■ **Exercise details**: Within the records below is a range that opens at the line with "its own breaker" and closes at the line with "let mut service". Return that range word for word, both ends included, and only that range.

■ **Material supplied**:

//! Single consumer of the relay queue
//!
//! Deposits become mints, withdrawal requests go through the
//! [`WithdrawalProcessor`], and observed `Mint` events confirm earlier
//! submissions. Each message is handled to completion before the next one or
//! a shutdown signal is looked at.

use std::collections::HashMap;
use std::sync::atomic::{AtomicBool, Ordering};
use std::sync::Arc;

use chrono::{DateTime, Utc};
use serde::Serialize;
use tokio::sync::{mpsc, watch, RwLock};
use tracing::{debug, error, info, warn};

use crate::address_manager::AddressManager;
use crate::error::BridgeError;
use crate::metrics;
use crate::settlement::SettlementChain;
use crate::types::{
    DepositEvent, DepositId, RelayMessage, WithdrawalRequest, WithdrawalSource, WithdrawalStatus,
};
use crate::withdrawal::WithdrawalProcessor;

#[derive(Debug, Clone, PartialEq, Eq, Serialize)]
#[serde(tag = "state", rename_all = "snake_case")]
pub enum MintStatus {
    /// Mint transaction mined successfully
    Submitted { tx_hash: String },
    /// Seen on-chain, either as our `Mint` event or via `processedDeposits`
    Confirmed { tx_hash: Option<String> },
    Failed { error: String },
}

#[derive(Debug, Clone, Serialize)]
pub struct MintRecord {
    pub deposit: DepositEvent,
    pub owner: Option<String>,
    pub status: MintStatus,
    pub attempts: u32,
    pub updated_at: DateTime<Utc>,
}

/// Deposit id → mint outcome
#[derive(Default)]
pub struct MintTable {
    records: HashMap<DepositId, MintRecord>,
    by_contract_id: HashMap<[u8; 32], DepositId>,
}

impl MintTable {
    pub fn get(&self, id: &DepositId) -> Option<&MintRecord> {
        self.records.get(id)
    }

    /// True once a mint went through or the contract reports the id as processed
    pub fn is_settled(&self, id: &DepositId) -> bool {
        matches!(
            self.records.get(id).map(|r| &r.status),
            Some(MintStatus::Submitted { .. } | MintStatus::Confirmed { .. })
        )
    }

    pub fn failed(&self) -> Vec<MintRecord> {
        let mut failed: Vec<MintRecord> = self
            .records
            .values()
            .filter(|r| matches!(r.status, MintStatus::Failed { .. }))
            .cloned()
            .collect();
        failed.sort_by(|a, b| a.deposit.id().cmp(&b.deposit.id()));
        failed
    }

    pub fn len(&self) -> usize {
        self.records.len()
    }

    pub fn is_empty(&self) -> bool {
        self.records.is_empty()
    }

    pub fn settled_count(&self) -> usize {
        self.records
            .values()
            .filter(|r| !matches!(r.status, MintStatus::Failed { .. }))
            .count()
    }

    fn record(&mut self, deposit: &DepositEvent, owner: Option<String>, status: MintStatus) {
        let id = deposit.id();
        self.by_contract_id.insert(id.to_bytes32(), id.clone());
        let attempts = self.records.get(&id).map_or(0, |r| r.attempts) + 1;
        self.records.insert(
            id,
            MintRecord {
                deposit: deposit.clone(),
                owner,
                status,
                attempts,
                updated_at: Utc::now(),
            },
        );
    }

    /// Returns false when the contract id belongs to no deposit we handled
    fn confirm(&mut self, contract_id: &[u8; 32], tx_hash: &str) -> bool {
        let Some(id) = self.by_contract_id.get(contract_id) else {
            return false;
        };
        match self.records.get_mut(id) {
            Some(record) => {
                record.status = MintStatus::Confirmed {
                    tx_hash: Some(tx_hash.to_string()),
                };
                record.updated_at = Utc::now();
                true
            }
            None => false,
        }
    }
}

pub type SharedMintTable = Arc<RwLock<MintTable>>;

pub struct BridgeOrchestrator {
    settlement: Arc<dyn SettlementChain>,
    addresses: Arc<AddressManager>,
    processor: WithdrawalProcessor,
    mints: SharedMintTable,
    /// Set while a `RetryFailedMints` message sits in the queue
    retry_queued: Arc<AtomicBool>,
}

impl BridgeOrchestrator {
    pub fn new(
        settlement: Arc<dyn SettlementChain>,
        addresses: Arc<AddressManager>,
        processor: WithdrawalProcessor,
    ) -> Self {
        Self {
            settlement,
            addresses,
            processor,
            mints: Arc::new(RwLock::new(MintTable::default())),
            retry_queued: Arc::new(AtomicBool::new(false)),
        }
    }

    /// Flag producers use to queue at most one retry request at a time
    pub fn retry_flag(&self) -> Arc<AtomicBool> {
        self.retry_queued.clone()
    }

    /// Read handle on the mint table
    pub fn mints(&self) -> SharedMintTable {
        self.mints.clone()
    }

    pub async fn handle(&mut self, message: RelayMessage) {
        match message {
            RelayMessage::Deposit(event) => self.handle_deposit(event).await,
            RelayMessage::Withdrawal(request) => self.handle_withdrawal(request).await,
            RelayMessage::MintObserved { deposit_id, tx_hash } => {
                if self.mints.write().await.confirm(&deposit_id, &tx_hash) {
                    debug!(tx_hash = %tx_hash, "Mint confirmed on settlement chain");
                } else {
                    debug!(
                        deposit_id = %hex::encode(deposit_id),
                        tx_hash = %tx_hash,
                        "Mint event for a deposit not handled by this relay"
                    );
                }
            }
            RelayMessage::RetryFailedMints => {
                // Cleared first so failures during this pass can be queued again
                self.retry_queued.store(false, Ordering::SeqCst);
                let retried = self.retry_failed_mints().await;
                info!(retried, "Retried failed mints");
            }
        }
    }

    async fn handle_deposit(&mut self, event: DepositEvent) {
        let id = event.id();
        if self.mints.read().await.is_settled(&id) {
            debug!(deposit = %id, "Deposit already minted");
            return;
        }

        let Some(owner) = self.addresses.owner_of(&event.address).await else {
            warn!(deposit = %id, "Deposit to an address with no owner");
            self.mints.write().await.record(
                &event,
                None,
                MintStatus::Failed {
                    error: BridgeError::NotFound(format!("owner of {}", event.address)).to_string(),
                },
            );
            return;
        };

        let contract_id = id.to_bytes32();
        let status = match self.settlement.is_deposit_processed(contract_id).await {
            Ok(true) => {
                info!(deposit = %id, "Deposit already processed on settlement chain");
                metrics::MINTS.with_label_values(&["already_processed"]).inc();
                MintStatus::Confirmed { tx_hash: None }
            }
            Ok(false) => self.mint(&id, &owner, &event, contract_id).await,
            Err(e) => {
                error!(deposit = %id, error = %e, "Could not check deposit status, mint deferred");
                metrics::MINTS.with_label_values(&["failed"]).inc();
                MintStatus::Failed {
                    error: e.to_string(),
                }
            }
        };

        self.mints.write().await.record(&event, Some(owner), status);
    }

    async fn mint(
        &self,
        id: &DepositId,
        owner: &str,
        event: &DepositEvent,
        contract_id: [u8; 32],
    ) -> MintStatus {
        match self
            .settlement
            .mint(owner, event.amount_units, contract_id)
            .await
        {
            Ok(tx_hash) => {
                info!(deposit = %id, recipient = owner, amount = event.amount_units, tx_hash = %tx_hash, "Minted");
                metrics::MINTS.with_label_values(&["minted"]).inc();
                MintStatus::Submitted { tx_hash }
            }
            Err(e) if e.is_already_processed() => {
                info!(deposit = %id, "Mint rejected as duplicate, treating as done");
                metrics::MINTS.with_label_values(&["already_processed"]).inc();
                MintStatus::Confirmed { tx_hash: None }
            }
            Err(e) => {
                error!(deposit = %id, error = %e, "Mint failed");
                metrics::MINTS.with_label_values(&["failed"]).inc();
                MintStatus::Failed {
                    error: e.to_string(),
                }
            }
        }
    }

    async fn handle_withdrawal(&mut self, request: WithdrawalRequest) {
        let record = match self.processor.process(request).await {
            Ok(record) => record,
            Err(e) if e.is_already_processed() => {
                debug!(error = %e, "Withdrawal already handled");
                return;
            }
            Err(e) => {
                error!(error = %e, "Withdrawal could not be recorded");
                return;
            }
        };

        if record.status != WithdrawalStatus::Completed {
            return;
        }
        let (WithdrawalSource::Event { request_id, .. }, Some(txid)) =
            (&record.request.source, record.source_txid.as_deref())
        else {
            return;
        };

        match self.settlement.confirm_withdrawal(*request_id, txid).await {
            Ok(tx_hash) => {
                info!(request_id, source_txid = %txid, tx_hash = %tx_hash, "Withdrawal confirmed on settlement chain");
            }
            Err(e) => {
                // The payout itself stands; the settlement record is behind
                error!(request_id, source_txid = %txid, error = %e, "confirmWithdrawal failed");
            }
        }
    }

    /// Re-run every failed mint. Safe to repeat: the contract rejects ids it
    /// has already processed.
    pub async fn retry_failed_mints(&mut self) -> usize {
        let failed = self.mints.read().await.failed();
        let count = failed.len();
        for record in failed {
            self.handle_deposit(record.deposit).await;
        }
        count
    }

    /// Handle messages until the queue closes or shutdown is signalled.
    /// A message already taken off the queue is always finished.
    pub async fn run(
        mut self,
        mut receiver: mpsc::Receiver<RelayMessage>,
        mut shutdown: watch::Receiver<bool>,
    ) {
        info!(operator = %self.processor.operator_address(), "Orchestrator started");

        loop {
            if *shutdown.borrow() {
                break;
            }
            tokio::select! {
                message = receiver.recv() => match message {
                    Some(message) => self.handle(message).await,
                    None => break,
                },
                _ = shutdown.changed() => break,
            }
        }

        info!("Orchestrator stopped");
    }
}
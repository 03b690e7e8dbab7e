//! Deposit address issuance and ownership
//!
//! Each generated address has its own secp256k1 key drawn from the OS entropy
//! source. Keys stay in memory; `Debug` output never includes them.

use std::collections::{BTreeSet, HashMap};
use std::fmt;

use bitcoin::secp256k1::{Secp256k1, SecretKey};
use bitcoin::PublicKey;
use chrono::{DateTime, Utc};
use rand::rngs::OsRng;
use rand::RngCore;
use tokio::sync::RwLock;
use tracing::{debug, info};

use crate::error::{BridgeError, BridgeResult};
use crate::source::{Network, SourceAddress};

/// A generated deposit address and the settlement account that owns it
#[derive(Clone)]
pub struct DepositAddress {
    pub address: String,
    /// Settlement-chain account credited for deposits to this address
    pub owner_id: String,
    pub signing_key: SecretKey,
    /// Sum of unspent outputs at the last poll, in base units
    pub observed_balance: u64,
    pub created_at: DateTime<Utc>,
}

impl fmt::Debug for DepositAddress {
    fn fmt(&self, f: &mut fmt::Formatter<'_>) -> fmt::Result {
        f.debug_struct("DepositAddress")
            .field("address", &self.address)
            .field("owner_id", &self.owner_id)
            .field("signing_key", &"<redacted>")
            .field("observed_balance", &self.observed_balance)
            .field("created_at", &self.created_at)
            .finish()
    }
}

#[derive(Default)]
struct AddressBook {
    by_address: HashMap<String, DepositAddress>,
    by_owner: HashMap<String, BTreeSet<String>>,
}

pub struct AddressManager {
    network: Network,
    book: RwLock<AddressBook>,
}

impl AddressManager {
    pub fn new(network: Network) -> Self {
        Self {
            network,
            book: RwLock::new(AddressBook::default()),
        }
    }

    pub fn network(&self) -> Network {
        self.network
    }

    /// Create a fresh key and P2PKH address for `owner_id`
    pub async fn generate_deposit_address(&self, owner_id: &str) -> BridgeResult<String> {
        let signing_key = fresh_secret_key()?;
        let secp = Secp256k1::signing_only();
        let public_key = PublicKey::new(signing_key.public_key(&secp));
        let address = SourceAddress::from_public_key(&public_key, self.network).encode();

        let entry = DepositAddress {
            address: address.clone(),
            owner_id: owner_id.to_string(),
            signing_key,
            observed_balance: 0,
            created_at: Utc::now(),
        };

        let mut book = self.book.write().await;
        book.by_address.insert(address.clone(), entry);
        book.by_owner
            .entry(owner_id.to_string())
            .or_default()
            .insert(address.clone());

        info!(owner = owner_id, address = %address, network = %self.network, "Generated deposit address");
        Ok(address)
    }

    pub async fn get_address_details(&self, address: &str) -> Option<DepositAddress> {
        self.book.read().await.by_address.get(address).cloned()
    }

    pub async fn get_user_addresses(&self, owner_id: &str) -> BTreeSet<String> {
        self.book
            .read()
            .await
            .by_owner
            .get(owner_id)
            .cloned()
            .unwrap_or_default()
    }

    /// Overwrite the observed balance. Unknown addresses are ignored.
    pub async fn update_balance(&self, address: &str, new_balance: u64) {
        let mut book = self.book.write().await;
        if let Some(entry) = book.by_address.get_mut(address) {
            if entry.observed_balance != new_balance {
                debug!(
                    address,
                    old = entry.observed_balance,
                    new = new_balance,
                    "Deposit address balance changed"
                );
            }
            entry.observed_balance = new_balance;
        }
    }

    pub async fn all_addresses(&self) -> Vec<String> {
        let mut addresses: Vec<String> = self.book.read().await.by_address.keys().cloned().collect();
        addresses.sort();
        addresses
    }

    pub async fn owner_of(&self, address: &str) -> Option<String> {
        self.book
            .read()
            .await
            .by_address
            .get(address)
            .map(|entry| entry.owner_id.clone())
    }

    pub async fn len(&self) -> usize {
        self.book.read().await.by_address.len()
    }
}

fn fresh_secret_key() -> BridgeResult<SecretKey> {
    let mut bytes = [0u8; 32];
    // Out-of-range scalars are astronomically rare; draw again if one shows up
    for _ in 0..4 {
        OsRng
            .try_fill_bytes(&mut bytes)
            .map_err(|e| BridgeError::KeyGeneration(format!("entropy source failed: {}", e)))?;
        if let Ok(key) = SecretKey::from_slice(&bytes) {
            return Ok(key);
        }
    }
    Err(BridgeError::KeyGeneration(
        "could not draw a valid secp256k1 scalar".to_string(),
    ))
}

#[cfg(test)]
mod tests {
    use super::*;

    #[tokio::test]
    async fn test_generate_mainnet_address() {
        let manager = AddressManager::new(Network::Mainnet);
        let address = manager.generate_deposit_address("0xowner").await.unwrap();

        assert!(address.starts_with('D'));
        assert_eq!(address.len(), 34);
        assert!(SourceAddress::parse(&address, Network::Mainnet).is_ok());

        let details = manager.get_address_details(&address).await.unwrap();
        assert_eq!(details.owner_id, "0xowner");
        assert_eq!(details.observed_balance, 0);
    }

    #[tokio::test]
    async fn test_addresses_are_unique_per_call() {
        let manager = AddressManager::new(Network::Testnet);
        let a = manager.generate_deposit_address("alice").await.unwrap();
        let b = manager.generate_deposit_address("alice").await.unwrap();
        assert_ne!(a, b);

        let owned = manager.get_user_addresses("alice").await;
        assert_eq!(owned.len(), 2);
        assert!(owned.contains(&a) && owned.contains(&b));
        assert!(manager.get_user_addresses("bob").await.is_empty());
    }

    #[tokio::test]
    async fn test_update_balance_overwrites() {
        let manager = AddressManager::new(Network::Regtest);
        let address = manager.generate_deposit_address("carol").await.unwrap();

        manager.update_balance(&address, 500).await;
        manager.update_balance(&address, 500).await;
        assert_eq!(manager.get_address_details(&address).await.unwrap().observed_balance, 500);

        manager.update_balance(&address, 120).await;
        assert_eq!(manager.get_address_details(&address).await.unwrap().observed_balance, 120);

        // Unknown address is a no-op
        manager.update_balance("nobody", 1).await;
        assert!(manager.get_address_details("nobody").await.is_none());
    }

    #[tokio::test]
    async fn test_debug_redacts_key() {
        let manager = AddressManager::new(Network::Mainnet);
        let address = manager.generate_deposit_address("dave").await.unwrap();
        let details = manager.get_address_details(&address).await.unwrap();
        let printed = format!("{:?}", details);
        assert!(printed.contains("<redacted>"));
        assert!(!printed.contains(&hex::encode(details.signing_key.secret_bytes())));
    }
}
use std::sync::Arc;
use std::time::Instant;

use doge_bridge_relay::api::{self, AppState};
use doge_bridge_relay::address_manager::AddressManager;
use doge_bridge_relay::config::Config;
use doge_bridge_relay::rate_limit::RateLimiter;
use doge_bridge_relay::resilience::{Resilient, ResilientCaller};
use doge_bridge_relay::service::BridgeService;
use doge_bridge_relay::settlement::{EvmSettlementClient, SettlementChain};
use doge_bridge_relay::source::{SourceChainRpc, SourceRpcClient};
use doge_bridge_relay::tx_builder::{parse_secret_key, TransactionBuilder};
use doge_bridge_relay::withdrawal::WithdrawalLedger;

fn main() -> eyre::Result<()> {
    // Install color-eyre for better error reporting
    color_eyre::install()?;

    tokio::runtime::Builder::new_multi_thread()
        .enable_all()
        .build()?
        .block_on(async_main())
}

async fn async_main() -> eyre::Result<()> {
    init_logging();

    tracing::info!("Starting Dogecoin bridge relay");

    let config = Config::load()?;
    tracing::info!(
        network = %config.source.network,
        settlement_chain_id = config.settlement.chain_id,
        confirmations = config.deposits.required_confirmations,
        "Configuration loaded"
    );

    // Remote clients, each behind its own breaker
    let source_caller = Arc::new(ResilientCaller::new(
        "source",
        config.retry_config(),
        config.breaker_config(),
        config.rpc_timeout(),
    ));
    let settlement_caller = Arc::new(ResilientCaller::new(
        "settlement",
        config.retry_config(),
        config.breaker_config(),
        config.rpc_timeout(),
    ));

    let source: Arc<dyn SourceChainRpc> = Arc::new(Resilient::new(
        SourceRpcClient::new(&config.source_rpc_config())?,
        source_caller.clone(),
    ));
    let settlement: Arc<dyn SettlementChain> = Arc::new(Resilient::new(
        EvmSettlementClient::new(&config.settlement_client_config())?,
        settlement_caller.clone(),
    ));

    let builder = TransactionBuilder::new(
        config.source.network,
        parse_secret_key(&config.source.private_key)?,
        config.deposits.dust_threshold,
        config.fee_policy(),
    );
    let operator_address = builder.operator_address();
    tracing::info!(operator_address = %operator_address, "Operator payout address");

    let addresses = Arc::new(AddressManager::new(config.source.network));
    let ledger = WithdrawalLedger::shared(
        config.withdrawal_retention(),
        config.withdrawals.max_records,
    );

    let mut service = BridgeService::new(
        config.service_config(),
        source,
        settlement,
        addresses,
        builder,
        ledger,
    )
    .with_callers(vec![source_caller, settlement_caller]);

    service.start().await?;

    let (api_shutdown_tx, api_shutdown_rx) = tokio::sync::watch::channel(false);
    let state = AppState {
        handle: service.handle(),
        limiter: Arc::new(RateLimiter::new(config.rate_limit_config())),
        network: config.source.network,
        dust_threshold: config.deposits.dust_threshold,
        operator_address,
        started_at: Instant::now(),
        admin_token: config.api.admin_token.clone(),
        signature_max_age: std::time::Duration::from_secs(config.api.signature_max_age_secs),
    };
    if state.admin_token.is_none() {
        tracing::warn!("API_ADMIN_TOKEN not set, operator endpoints are disabled");
    }
    let api_addr = config.api.bind_addr;
    let api_task = tokio::spawn(async move {
        if let Err(e) = api::start_api_server(api_addr, state, api_shutdown_rx).await {
            tracing::error!(error = %e, "API server error");
        }
    });

    wait_for_shutdown_signal().await;

    let _ = api_shutdown_tx.send(true);
    service.stop().await;
    if let Err(e) = api_task.await {
        tracing::error!(error = %e, "API task ended abnormally");
    }

    let in_flight = service.in_flight_withdrawals().await;
    if !in_flight.is_empty() {
        tracing::warn!(
            count = in_flight.len(),
            ids = ?in_flight.iter().map(|w| w.withdrawal_id.as_str()).collect::<Vec<_>>(),
            "Withdrawals still processing at shutdown, reconcile against the source chain"
        );
    }

    tracing::info!("Dogecoin bridge relay stopped");
    Ok(())
}

/// Initialize tracing/logging with structured output.
/// `LOG_FORMAT=json` switches to JSON lines.
fn init_logging() {
    use tracing_subscriber::{fmt, prelude::*, EnvFilter};

    let filter = EnvFilter::try_from_default_env()
        .unwrap_or_else(|_| EnvFilter::new("info,doge_bridge_relay=debug"));

    let json = std::env::var("LOG_FORMAT")
        .map(|v| v.eq_ignore_ascii_case("json"))
        .unwrap_or(false);

    if json {
        tracing_subscriber::registry()
            .with(fmt::layer().json().with_target(true))
            .with(filter)
            .init();
    } else {
        tracing_subscriber::registry()
            .with(fmt::layer().with_target(true).with_thread_ids(true))
            .with(filter)
            .init();
    }
}

/// Wait for shutdown signals (SIGINT/SIGTERM)
async fn wait_for_shutdown_signal() {
    use tokio::signal;

    let ctrl_c = async {
        if let Err(e) = signal::ctrl_c().await {
            tracing::error!(error = %e, "Failed to listen for Ctrl+C");
            std::future::pending::<()>().await;
        }
    };

    #[cfg(unix)]
    let terminate = async {
        match signal::unix::signal(signal::unix::SignalKind::terminate()) {
            Ok(mut sigterm) => {
                sigterm.recv().await;
            }
            Err(e) => {
                tracing::error!(error = %e, "Failed to install SIGTERM handler");
                std::future::pending::<()>().await;
            }
        }
    };

    #[cfg(not(unix))]
    let terminate = std::future::pending::<()>();

    tokio::select! {
        _ = ctrl_c => {
            tracing::info!("Received Ctrl+C, initiating shutdown");
        }
        _ = terminate => {
            tracing::info!("Received SIGTERM, initiating shutdown");
        }
    }
}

■ **Task result**:
    // Remote clients, each behind its own breaker
    let source_caller = Arc::new(ResilientCaller::new(
        "source",
        config.retry_config(),
        config.breaker_config(),
        config.rpc_timeout(),
    ));
    let settlement_caller = Arc::new(ResilientCaller::new(
        "settlement",
        config.retry_config(),
        config.breaker_config(),
        config.rpc_timeout(),
    ));

    let source: Arc<dyn SourceChainRpc> = Arc::new(Resilient::new(
        SourceRpcClient::new(&config.source_rpc_config())?,
        source_caller.clone(),
    ));
    let settlement: Arc<dyn SettlementChain> = Arc::new(Resilient::new(
        EvmSettlementClient::new(&config.settlement_client_config())?,
        settlement_caller.clone(),
    ));

    let builder = TransactionBuilder::new(
        config.source.network,
        parse_secret_key(&config.source.private_key)?,
        config.deposits.dust_threshold,
        config.fee_policy(),
    );
    let operator_address = builder.operator_address();
    tracing::info!(operator_address = %operator_address, "Operator payout address");

    let addresses = Arc::new(AddressManager::new(config.source.network));
    let ledger = WithdrawalLedger::shared(
        config.withdrawal_retention(),
        config.withdrawals.max_records,
    );

    let mut service = BridgeService::new(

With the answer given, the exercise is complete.